Apoptosis and Apoptosis-Related Molecules in the Submandibular Gland of the Nonobese Diabetic Mouse Model for Sjögren's Syndrome: Limited Role for Apoptosis in the Development of Sialoadenitis

Abstract

Sjögren's syndrome is an autoimmune disease in which lymphocytic infiltrates develop in the exocrine glands. Pathogenetic aspects of the disease can be studied in the nonobese diabetic (NOD) mouse strain, a spontaneous model for Sjögren's syndrome. Apoptosis may play a role in the initation phase and in the effector phase of autoimmune diseases. Here, we have examined the role of apoptosis in the development of sialoadenitis in the NOD mouse. Apoptotic cells and the expression of apoptosis-related molecules were studied in submandibular glands (SMG) of NOD and NOD-scid mice before and after the onset of sialoadenitis. Numbers of apoptotic cells were not increased as compared with control mice, at any age. By immunohistochemistry, we demonstrated increased expression of Fas, Fas ligand (FasL), and bcl-2 on SMG epithelial cells of NOD and NOD-scid mice, as early as 3 days of age. mRNA expression of Fas and FasL was also examined in SMG by RQ-PCR. Low-level expression of Fas and FasL mRNA was observed in all mouse strains, from 1 day of age onward.
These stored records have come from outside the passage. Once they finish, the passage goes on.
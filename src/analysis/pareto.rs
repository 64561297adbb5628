//! Accuracy versus GPU-hour cost, and the non-dominated frontier.
//!
//! One point per graded run log. Cost is runtime in hours times the number of
//! GPUs the run held (1 when the log does not say). A point is on the frontier
//! when no other point of the same language is at least as accurate and at
//! most as expensive while being strictly better on one of the two.

use std::path::Path;

use anyhow::{Context, Result};
use once_cell::sync::Lazy;
use regex::Regex;
use tracing::{debug, warn};

use crate::records::load_run_log;
use crate::utils::helpers::{list_files_with_ext, split_model_lang, KNOWN_LANGS};

/// Colour per model family, matched by substring of the lowercased name in
/// this order.
pub const FAMILY_COLORS: [(&str, &str); 9] = [
    ("deepseek", "#e41a1c"),
    ("llama", "#377eb8"),
    ("qwen", "#4daf4a"),
    ("gemma", "#ff7f00"),
    ("magistral", "#984ea3"),
    ("norwai", "#00CED1"),
    ("mimir", "#8B4513"),
    ("gpt-oss", "#f781bf"),
    ("qwq", "#a65628"),
];

pub const OTHER_FAMILY: &str = "other";
pub const OTHER_COLOR: &str = "#95a5a6";

/// Mixture-of-experts layouts whose total size is not `experts × size`.
const MOE_PARAMS: [(&str, f64); 1] = [("8x7b", 47.0)];

static SIZE_RE: Lazy<Regex> =
    Lazy::new(|| Regex::new(r"(\d+(?:\.\d+)?)([bBmM])").expect("valid size regex"));
static MOE_RE: Lazy<Regex> =
    Lazy::new(|| Regex::new(r"(\d+)[xX](\d+(?:\.\d+)?)[bB]").expect("valid moe regex"));

/// Family key used for colouring.
pub fn family_of(model: &str) -> &'static str {
    let lower = model.to_lowercase();
    FAMILY_COLORS
        .iter()
        .find(|(family, _)| lower.contains(family))
        .map(|(family, _)| *family)
        .unwrap_or(OTHER_FAMILY)
}

pub fn family_color(family: &str) -> &'static str {
    FAMILY_COLORS
        .iter()
        .find(|(f, _)| *f == family)
        .map(|(_, c)| *c)
        .unwrap_or(OTHER_COLOR)
}

/// Parameter count in billions parsed from a model name; 0.0 when unknown.
///
/// `gemma3:270m` → 0.27, `qwen2.5:0.5b` → 0.5, `norwai-mixtral-8x7b` → 47.
pub fn params_billions(model: &str) -> f64 {
    let lower = model.to_lowercase();
    if let Some(caps) = MOE_RE.captures(&lower) {
        let layout = caps.get(0).map(|m| m.as_str()).unwrap_or_default();
        if let Some((_, known)) = MOE_PARAMS.iter().find(|(l, _)| *l == layout) {
            return *known;
        }
        let experts: f64 = caps[1].parse().unwrap_or(0.0);
        let each: f64 = caps[2].parse().unwrap_or(0.0);
        return experts * each;
    }
    SIZE_RE
        .captures(&lower)
        .and_then(|caps| {
            let n: f64 = caps[1].parse().ok()?;
            Some(if &caps[2] == "m" { n / 1000.0 } else { n })
        })
        .unwrap_or(0.0)
}

/// One graded run.
#[derive(Debug, Clone, PartialEq)]
pub struct ParetoPoint {
    /// Result file stem, e.g. `qwen3:8b-en`.
    pub run: String,
    /// Model name without the language suffix.
    pub model: String,
    pub lang: String,
    pub family: &'static str,
    pub params_b: f64,
    pub num_gpus: u32,
    pub hours: f64,
    pub gpu_hours: f64,
    /// Fraction in `[0, 1]`.
    pub accuracy: f64,
}

/// Load every graded log in `dir` as a point.
///
/// Logs without an accuracy (not graded yet), without a recognised language,
/// or that fail to parse are skipped with a warning.
pub fn load_points(dir: &Path) -> Result<Vec<ParetoPoint>> {
    let mut points = Vec::new();
    for path in list_files_with_ext(dir, "log")? {
        let stem = path
            .file_stem()
            .map(|s| s.to_string_lossy().to_string())
            .unwrap_or_default();
        let log = match load_run_log(&path) {
            Ok(log) => log,
            Err(e) => {
                warn!("skip {}: {}", path.display(), e);
                continue;
            }
        };
        let Some(accuracy) = log.accuracy else {
            warn!("skip {}: not graded", path.display());
            continue;
        };
        let (model, lang) = match split_model_lang(&stem) {
            Some((m, l)) => (m.to_string(), l.to_string()),
            None if KNOWN_LANGS.contains(&log.lang.as_str()) => (stem.clone(), log.lang.clone()),
            None => {
                warn!("skip {}: no language suffix", path.display());
                continue;
            }
        };
        let num_gpus = log.num_gpus.unwrap_or(1);
        let hours = log.runtime_seconds / 3600.0;
        debug!("{}: {:.2} gpu-h, accuracy {:.3}", stem, log.gpu_hours(), accuracy);
        points.push(ParetoPoint {
            family: family_of(&model),
            params_b: params_billions(&model),
            run: stem,
            model,
            lang,
            num_gpus,
            hours,
            gpu_hours: log.gpu_hours(),
            accuracy,
        });
    }
    Ok(points)
}

fn dominates(p: &ParetoPoint, q: &ParetoPoint) -> bool {
    p.accuracy >= q.accuracy
        && p.gpu_hours <= q.gpu_hours
        && (p.accuracy > q.accuracy || p.gpu_hours < q.gpu_hours)
}

/// Frontier membership for each point, in input order.
pub fn frontier_flags(points: &[ParetoPoint]) -> Vec<bool> {
    points
        .iter()
        .enumerate()
        .map(|(i, q)| {
            !points
                .iter()
                .enumerate()
                .any(|(j, p)| i != j && dominates(p, q))
        })
        .collect()
}

/// Points of one language with their frontier flags.
#[derive(Debug, Clone)]
pub struct LangFrontier {
    pub lang: String,
    pub points: Vec<ParetoPoint>,
    pub on_frontier: Vec<bool>,
}

impl LangFrontier {
    /// Frontier points ordered by increasing cost.
    pub fn frontier(&self) -> Vec<&ParetoPoint> {
        let mut front: Vec<&ParetoPoint> = self
            .points
            .iter()
            .zip(&self.on_frontier)
            .filter(|(_, on)| **on)
            .map(|(p, _)| p)
            .collect();
        front.sort_by(|a, b| a.gpu_hours.total_cmp(&b.gpu_hours));
        front
    }
}

/// Everything the `pareto` command reports.
#[derive(Debug, Clone)]
pub struct ParetoAnalysis {
    pub languages: Vec<LangFrontier>,
    pub total_gpu_hours: f64,
}

/// Split points by language and compute each frontier. Languages with no
/// points are left out.
pub fn analyse(points: Vec<ParetoPoint>) -> ParetoAnalysis {
    let total_gpu_hours = points.iter().map(|p| p.gpu_hours).sum();
    let languages = KNOWN_LANGS
        .iter()
        .filter_map(|lang| {
            let points: Vec<ParetoPoint> = points.iter().filter(|p| p.lang == *lang).cloned().collect();
            if points.is_empty() {
                return None;
            }
            let on_frontier = frontier_flags(&points);
            Some(LangFrontier {
                lang: lang.to_string(),
                points,
                on_frontier,
            })
        })
        .collect();
    ParetoAnalysis {
        languages,
        total_gpu_hours,
    }
}

/// Write `model,lang,params_b,num_gpus,hours,gpu_hours,accuracy,pareto` rows.
pub fn write_csv(path: &Path, frontier: &LangFrontier) -> Result<()> {
    let mut writer =
        csv::Writer::from_path(path).with_context(|| format!("Cannot create {}", path.display()))?;
    writer.write_record([
        "model", "lang", "params_b", "num_gpus", "hours", "gpu_hours", "accuracy", "pareto",
    ])?;
    for (p, on) in frontier.points.iter().zip(&frontier.on_frontier) {
        writer.write_record([
            p.model.clone(),
            p.lang.clone(),
            format!("{}", p.params_b),
            p.num_gpus.to_string(),
            format!("{:.4}", p.hours),
            format!("{:.4}", p.gpu_hours),
            format!("{:.4}", p.accuracy),
            on.to_string(),
        ])?;
    }
    writer.flush()?;
    Ok(())
}

#[cfg(test)]
mod tests {
    use super::*;
    use crate::records::{save_run_log, RunLog};

    fn point(model: &str, lang: &str, gpu_hours: f64, accuracy: f64) -> ParetoPoint {
        ParetoPoint {
            run: format!("{}-{}", model, lang),
            model: model.into(),
            lang: lang.into(),
            family: family_of(model),
            params_b: params_billions(model),
            num_gpus: 1,
            hours: gpu_hours,
            gpu_hours,
            accuracy,
        }
    }

    #[test]
    fn test_params_billions() {
        assert_eq!(params_billions("qwen3:8b"), 8.0);
        assert_eq!(params_billions("deepseek-r1:1.5b"), 1.5);
        assert_eq!(params_billions("qwen2.5:0.5b"), 0.5);
        assert!((params_billions("gemma3:270m") - 0.27).abs() < 1e-12);
        assert_eq!(params_billions("llama3.1:70b-instruct-q4"), 70.0);
        assert_eq!(params_billions("NorwAI-Magistral-24B-reasoning:Q8:0"), 24.0);
        assert_eq!(params_billions("norwai-mixtral-8x7b"), 47.0);
        assert_eq!(params_billions("mystery-model"), 0.0);
    }

    #[test]
    fn test_family_of() {
        assert_eq!(family_of("deepseek-r1:671b"), "deepseek");
        assert_eq!(family_of("NorwAI-Magistral-24B"), "magistral");
        assert_eq!(family_of("qwq:32b"), "qwq");
        assert_eq!(family_of("phi4"), OTHER_FAMILY);
        assert_eq!(family_color("qwen"), "#4daf4a");
        assert_eq!(family_color(OTHER_FAMILY), OTHER_COLOR);
    }

    #[test]
    fn test_frontier_flags() {
        let points = vec![
            point("small", "en", 1.0, 0.50),
            point("mid", "en", 4.0, 0.70),
            point("worse-mid", "en", 5.0, 0.60),
            point("big", "en", 20.0, 0.80),
            point("same-cost-worse", "en", 4.0, 0.65),
        ];
        assert_eq!(frontier_flags(&points), vec![true, true, false, true, false]);
    }

    #[test]
    fn test_identical_points_both_stay() {
        let points = vec![point("a", "en", 2.0, 0.5), point("b", "en", 2.0, 0.5)];
        assert_eq!(frontier_flags(&points), vec![true, true]);
    }

    #[test]
    fn test_analyse_splits_languages() {
        let points = vec![
            point("a", "en", 1.0, 0.5),
            point("a", "no", 2.0, 0.4),
            point("b", "no", 3.0, 0.3),
        ];
        let analysis = analyse(points);
        assert_eq!(analysis.languages.len(), 2);
        assert_eq!(analysis.languages[1].lang, "no");
        assert_eq!(analysis.languages[1].frontier().len(), 1);
        assert!((analysis.total_gpu_hours - 6.0).abs() < 1e-12);
    }

    #[test]
    fn test_load_points_skips_ungraded_and_uses_gpus() {
        let dir = tempfile::tempdir().unwrap();
        let p = dir.path();
        let graded = RunLog {
            model: "qwen3:235b".into(),
            lang: "en".into(),
            runtime_seconds: 3600.0,
            num_gpus: Some(2),
            accuracy: Some(0.8),
            ..Default::default()
        };
        save_run_log(&p.join("qwen3:235b-en.log"), &graded).unwrap();
        save_run_log(&p.join("qwen3:8b-en.log"), &RunLog::default()).unwrap();
        std::fs::write(p.join("legacy_no.log"), r#"{"duration_s": 1800, "accuracy": 0.5}"#).unwrap();

        let points = load_points(p).unwrap();
        assert_eq!(points.len(), 2);
        let big = points.iter().find(|x| x.model == "qwen3:235b").unwrap();
        assert_eq!(big.gpu_hours, 2.0);
        assert_eq!(big.params_b, 235.0);
        let legacy = points.iter().find(|x| x.model == "legacy").unwrap();
        assert_eq!(legacy.lang, "no");
        assert_eq!(legacy.num_gpus, 1);
        assert_eq!(legacy.gpu_hours, 0.5);
    }

    #[test]
    fn test_write_csv() {
        let dir = tempfile::tempdir().unwrap();
        let path = dir.path().join("pareto_en.csv");
        let analysis = analyse(vec![point("qwen3:8b", "en", 1.5, 0.625)]);
        write_csv(&path, &analysis.languages[0]).unwrap();
        let text = std::fs::read_to_string(&path).unwrap();
        let mut lines = text.lines();
        assert_eq!(
            lines.next(),
            Some("model,lang,params_b,num_gpus,hours,gpu_hours,accuracy,pareto")
        );
        assert_eq!(lines.next(), Some("qwen3:8b,en,8,1,1.5000,1.5000,0.6250,true"));
    }
}
//! Add `num_gpus` to run logs written before GPU counts were recorded.

use std::path::{Path, PathBuf};

use anyhow::{Context, Result};
use tracing::{debug, info, warn};

use crate::utils::helpers::{list_files_with_ext, split_model_lang, write_json_atomic};

/// GPU counts for models too large for a single GPU.
pub const GPU_COUNTS: [(&str, u32); 5] = [
    ("deepseek-r1:671b", 3),
    ("llama3.1:405b", 4),
    ("qwen2.5:230b", 2),
    ("qwen3:235b", 2),
    ("gpt-oss:120b", 2),
];

/// GPU count for a model name, or `default` when it is not a known large model.
pub fn gpus_for_model(model: &str, default: u32) -> u32 {
    GPU_COUNTS
        .iter()
        .find(|(m, _)| *m == model)
        .map(|(_, n)| *n)
        .unwrap_or(default)
}

/// Fill in `num_gpus` on every `.log` in `dir` that lacks it.
///
/// Other keys are left exactly as they are. Empty or non-object logs are
/// skipped. Returns the updated files with the count written to each.
pub fn backfill(dir: &Path, default: u32) -> Result<Vec<(PathBuf, u32)>> {
    let mut updated = Vec::new();
    for path in list_files_with_ext(dir, "log")? {
        match backfill_one(&path, default) {
            Ok(Some(n)) => updated.push((path, n)),
            Ok(None) => {}
            Err(e) => warn!("error processing {}: {:#}", path.display(), e),
        }
    }
    Ok(updated)
}

fn backfill_one(path: &Path, default: u32) -> Result<Option<u32>> {
    let raw = std::fs::read_to_string(path).with_context(|| format!("Cannot read {}", path.display()))?;
    if raw.trim().is_empty() {
        debug!("skip empty file {}", path.display());
        return Ok(None);
    }
    let mut value: serde_json::Value = serde_json::from_str(&raw)?;
    let Some(obj) = value.as_object_mut() else {
        debug!("skip non-object json {}", path.display());
        return Ok(None);
    };
    if obj.contains_key("num_gpus") {
        return Ok(None);
    }

    let stem = path
        .file_stem()
        .map(|s| s.to_string_lossy().to_string())
        .unwrap_or_default();
    let model = split_model_lang(&stem).map(|(m, _)| m).unwrap_or(&stem);
    let n = gpus_for_model(model, default);
    obj.insert("num_gpus".to_string(), n.into());
    write_json_atomic(path, &value)?;

    if n > 1 {
        info!("updated {}: num_gpus={}", path.display(), n);
    } else {
        debug!("updated {}: num_gpus={}", path.display(), n);
    }
    Ok(Some(n))
}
We conclude that increased protein expression of Fas and FasL on SMG epithelial cells of NOD and NOD-scid mice probably indicates a genetically programmed abnormality in these cells that may form a trigger for the development of sialoadenitis in NOD mice. Because increased numbers of apoptotic cells were not observed, a role for actual apoptosis in the initiation or effector phase of sialoadenitis in the NOD mouse is unlikely.